■ Directions
Return the lines from the start of the data through the line with "impl fmt::Display for". Include both of those lines and no others.

[Records from a data collection]

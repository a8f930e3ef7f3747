//! Error type for the todo API client.
//!
//! # Design
//! Deliberately coarse. The controller reacts to every failed call the same
//! way (generic banner message plus rollback where an optimistic mutation
//! was applied), so there is no per-status variant — a non-2xx response is
//! carried whole for logs and debugging, nothing more.

use std::fmt;

/// Errors produced while building requests or interpreting responses.
#[derive(Debug)]
pub enum ApiError {
    /// The server answered outside the 2xx range. Raw status and body are
    /// kept for diagnostics; the controller does not branch on them.
    Http { status: u16, body: String },

    /// The request payload could not be serialized to JSON.
    Serialization(String),

    /// The response body could not be deserialized into the expected type.
    Deserialization(String),
}

impl fmt::Display for ApiError {
    fn fmt(&self, f: &mut fmt::Formatter<'_>) -> fmt::Result {
        match self {
            ApiError::Http { status, body } => write!(f, "HTTP {status}: {body}"),
            ApiError::Serialization(msg) => write!(f, "serialization failed: {msg}"),
            ApiError::Deserialization(msg) => write!(f, "deserialization failed: {msg}"),
        }
    }
}

impl std::error::Error for ApiError {}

■ Completed exercise
repository a8f930e3ef7f3747
//! Error type for the todo API client.
//!
//! # Design
//! Deliberately coarse. The controller reacts to every failed call the same
//! way (generic banner message plus rollback where an optimistic mutation
//! was applied), so there is no per-status variant — a non-2xx response is
//! carried whole for logs and debugging, nothing more.

use std::fmt;

/// Errors produced while building requests or interpreting responses.
#[derive(Debug)]
pub enum ApiError {
    /// The server answered outside the 2xx range. Raw status and body are
    /// kept for diagnostics; the controller does not branch on them.
    Http { status: u16, body: String },

    /// The request payload could not be serialized to JSON.
    Serialization(String),

    /// The response body could not be deserialized into the expected type.
    Deserialization(String),
}

impl fmt::Display for ApiError {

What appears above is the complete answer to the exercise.